There is also the JsonHttpRequest class, which has the getResponseJSON and getResponseMap methods. These methods parse the response and construct either a JSONObject or a map containing the data.
The XmlHttpRequest and associated classes make it trivial to access web content on a background thread, and update the Swing UI on the proper event dispatch thread.
HTML Forms
Earlier I mentioned that one of the downsides to using HttpClient directly is that it doesn't support any HTML-isms, such as HTML forms. SwingX-WS contains a package, org.jdesktop.html.form, which does exactly that. It provides support both for parsing HTML forms out of HTML code, and for setting values in that form and submitting it back to the web server!
The core API is the Form interface. It defines the model portion of the HTML form element. For example, there is no id or name property in the Form interface, because they have more to do with HTML than the form concept itself.

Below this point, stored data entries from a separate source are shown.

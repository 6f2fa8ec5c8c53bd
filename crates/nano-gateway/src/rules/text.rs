//! Rules over the message text
//!
//! Patterns are escaped the same way outbound text is, so a rule written
//! with a literal `<` matches content the platform delivered as `&lt;`.

use nano_core::message_escape;
use regex::Regex;

use crate::context::Ctx;
use crate::matcher::Rule;

/// Non-empty content of a message event
fn content(ctx: &Ctx) -> Option<&str> {
    ctx.text_message()
        .map(|m| m.content.as_str())
        .filter(|c| !c.is_empty())
}

fn escaped(patterns: &[&str]) -> Vec<(String, String)> {
    patterns
        .iter()
        .map(|p| ((*p).to_string(), message_escape(p)))
        .collect()
}

/// Content starts with `prefix`; sets `prefix` and `args` (left-trimmed rest)
pub fn prefix(prefix: &str) -> Rule {
    prefix_group(&[prefix])
}

pub fn prefix_group(prefixes: &[&str]) -> Rule {
    let prefixes = escaped(prefixes);
    Rule::new(move |ctx| {
        let found = content(ctx).and_then(|content| {
            prefixes.iter().find_map(|(raw, escaped)| {
                let rest = content.strip_prefix(escaped.as_str())?;
                Some((raw.clone(), rest.trim_start_matches(' ').to_string()))
            })
        });
        let Some((prefix, args)) = found else {
            return false;
        };
        ctx.state.insert("prefix", prefix);
        ctx.state.insert("args", args);
        true
    })
}

/// Content ends with `suffix`; sets `suffix` and `args` (right-trimmed rest)
pub fn suffix(suffix: &str) -> Rule {
    suffix_group(&[suffix])
}

pub fn suffix_group(suffixes: &[&str]) -> Rule {
    let suffixes = escaped(suffixes);
    Rule::new(move |ctx| {
        let found = content(ctx).and_then(|content| {
            suffixes.iter().find_map(|(raw, escaped)| {
                let rest = content.strip_suffix(escaped.as_str())?;
                Some((raw.clone(), rest.trim_end_matches(' ').to_string()))
            })
        });
        let Some((suffix, args)) = found else {
            return false;
        };
        ctx.state.insert("suffix", suffix);
        ctx.state.insert("args", args);
        true
    })
}

/// Content contains `keyword`; sets `keyword`
pub fn keyword(keyword: &str) -> Rule {
    keyword_group(&[keyword])
}

pub fn keyword_group(keywords: &[&str]) -> Rule {
    let keywords = escaped(keywords);
    Rule::new(move |ctx| {
        let found = content(ctx).and_then(|content| {
            keywords
                .iter()
                .find(|(_, escaped)| content.contains(escaped.as_str()))
                .map(|(raw, _)| raw.clone())
        });
        let Some(keyword) = found else {
            return false;
        };
        ctx.state.insert("keyword", keyword);
        true
    })
}

/// Content equals `text`; sets `matched`
pub fn full_match(text: &str) -> Rule {
    full_match_group(&[text])
}

pub fn full_match_group(texts: &[&str]) -> Rule {
    let texts = escaped(texts);
    Rule::new(move |ctx| {
        let found = content(ctx).and_then(|content| {
            texts
                .iter()
                .find(|(_, escaped)| content == escaped)
                .map(|(raw, _)| raw.clone())
        });
        let Some(matched) = found else {
            return false;
        };
        ctx.state.insert("matched", matched);
        true
    })
}

/// Content matches `pattern`; sets `regex_matched` to the capture list
///
/// Index 0 is the whole match; groups that did not participate are empty.
///
/// # Errors
/// Returns an error when `pattern` does not compile.
pub fn regex(pattern: &str) -> Result<Rule, regex::Error> {
    let regex = Regex::new(pattern)?;
    Ok(Rule::new(move |ctx| {
        let captures = content(ctx).and_then(|content| {
            regex.captures(content).map(|caps| {
                caps.iter()
                    .map(|m| m.map_or_else(String::new, |m| m.as_str().to_string()))
                    .collect::<Vec<_>>()
            })
        });
        let Some(captures) = captures else {
            return false;
        };
        ctx.state.insert("regex_matched", captures);
        true
    }))
}

/// Message quotes the message with id `message_id`
pub fn reply_to(message_id: &str) -> Rule {
    let message_id = message_id.to_string();
    Rule::new(move |ctx| {
        ctx.text_message()
            .and_then(|m| m.reply_target())
            .is_some_and(|target| target == message_id)
    })
}

#[cfg(test)]
mod tests {
    use super::*;
    use crate::events::EventType;
    use crate::testing::message_ctx;

    async fn check(rule: &Rule, content: &str) -> Option<Ctx> {
        let mut ctx = message_ctx(EventType::AtMessageCreate, content);
        let matched = rule.check(&mut ctx).await;
        matched.then_some(ctx)
    }

    #[tokio::test]
    async fn test_prefix() {
        let rule = prefix("echo ");
        let ctx = check(&rule, "echo hello").await.unwrap();
        assert_eq!(ctx.state.get_str("prefix"), Some("echo "));
        assert_eq!(ctx.state.get_str("args"), Some("hello"));

        assert!(check(&rule, "echohello").await.is_none());
        assert!(check(&rule, "").await.is_none());
    }

    #[tokio::test]
    async fn test_prefix_trims_left_only() {
        let ctx = check(&prefix("say"), "say   hi there ").await.unwrap();
        assert_eq!(ctx.state.get_str("args"), Some("hi there "));
    }

    #[tokio::test]
    async fn test_prefix_compares_escaped() {
        let ctx = check(&prefix("<b>"), "&lt;b&gt; bold").await.unwrap();
        assert_eq!(ctx.state.get_str("prefix"), Some("<b>"));
        assert_eq!(ctx.state.get_str("args"), Some("bold"));
    }

    #[tokio::test]
    async fn test_prefix_group_first_wins() {
        let ctx = check(&prefix_group(&["he", "hello"]), "hello").await.unwrap();
        assert_eq!(ctx.state.get_str("prefix"), Some("he"));
        assert_eq!(ctx.state.get_str("args"), Some("llo"));
    }

    #[tokio::test]
    async fn test_suffix() {
        let ctx = check(&suffix("吗"), "好吗").await.unwrap();
        assert_eq!(ctx.state.get_str("suffix"), Some("吗"));
        assert_eq!(ctx.state.get_str("args"), Some("好"));

        let ctx = check(&suffix_group(&["?", "!"]), "really  !").await.unwrap();
        assert_eq!(ctx.state.get_str("args"), Some("really"));
        assert!(check(&suffix("?"), "no").await.is_none());
    }

    #[tokio::test]
    async fn test_keyword_and_full_match() {
        let ctx = check(&keyword_group(&["cat", "dog"]), "hot dog stand").await.unwrap();
        assert_eq!(ctx.state.get_str("keyword"), Some("dog"));

        let ctx = check(&full_match("ping"), "ping").await.unwrap();
        assert_eq!(ctx.state.get_str("matched"), Some("ping"));
        assert!(check(&full_match("ping"), "ping!").await.is_none());
        assert!(check(&full_match_group(&["a", "b"]), "c").await.is_none());
    }

    #[tokio::test]
    async fn test_regex_captures() {
        let rule = regex(r"^roll (\d+)d(\d+)( adv)?$").unwrap();
        let ctx = check(&rule, "roll 2d6").await.unwrap();
        let captures = ctx.state.get::<Vec<String>>("regex_matched").unwrap();
        assert_eq!(captures, &vec!["roll 2d6".to_string(), "2".into(), "6".into(), String::new()]);

        assert!(check(&rule, "roll two").await.is_none());
        assert!(regex("(").is_err());
    }

    #[tokio::test]
    async fn test_reply_to() {
        let rule = reply_to("m0");
        let mut ctx = message_ctx(EventType::AtMessageCreate, "re");
        assert!(!rule.check(&mut ctx).await);

        ctx.text_message_mut().unwrap().message_reference =
            Some(nano_core::MessageReference::new("m0"));
        assert!(rule.check(&mut ctx).await);
    }

    #[tokio::test]
    async fn test_text_rules_ignore_deletes() {
        let mut ctx = message_ctx(EventType::MessageDelete, "echo hi");
        assert!(!prefix("echo").check(&mut ctx).await);
    }
}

The Form interface has methods for retrieving the "action" (the URL to navigate to when the form is submitted) and the HTTP method to use on submit. A Form is composed of a set of Inputs. Each Input represents an HTML <input> element. An Input has a name and value. The name property is read only, but the value property is read/write and takes a String.
HTML forms also support the concept of a group of inputs tied together by name (these are represented as radio buttons in the form), and a combo-box- or list-type selection component. The RadioInput and Select interfaces are used to represent these constructs.
Let's see how these pieces fit together. The following code fragment will log in to java.net using your username and password.
Session s = new Session();
Response r = s.get("https://www.java.net/servlets/TLogin");
Form form = Forms.getFormById(r, "loginform");
form.getInput("loginID").setValue(username);
form.getInput("password").setValue(password);
r = form.submit(s);
First I create the session and get the HTML page associated with the java.net login servlet. Next, I call into the Forms utility class to parse an HTML form from the response and create an implementation of the Form interface. The rest simply sets the input values and submits the form. By the way, when the form is submitted, java.net returns a session cookie. You can inspect this cookie in the response. The important point is that this is all handled for you automatically.
The Forms class contains several utility methods to help you parse out an HTML form from an HTML document:
getForm(Response r, String expression): Uses the given XPath expression to find the <form> tag in the HTML document to use in creating a Form.
getFormByName(Response r, String name): Creates a Form based on the HTML form with the given name.
getFormById(Response r, String id): Creates a Form based on the HTML form with the given ID.
getFormByIndex(Response r, int n): creates a Form based on the nth form in the HTML file.
Note: The Forms methods accept XML and attempts to use malformed HTML. JTidy is used behind the scenes and attempts to fix the HTML prior to parsing it.
These classes make it trivial to interact with existing HTML documents containing Forms.
Simplified DOM and XPath
I've shown how to very easily get access to web content including both XML and HTML documents. But actually accessing the content of these document types is no easy matter! HTML is often malformed, and even when using tools such as TagSoup or JTidy, parsing the resulting XML document can be very verbose.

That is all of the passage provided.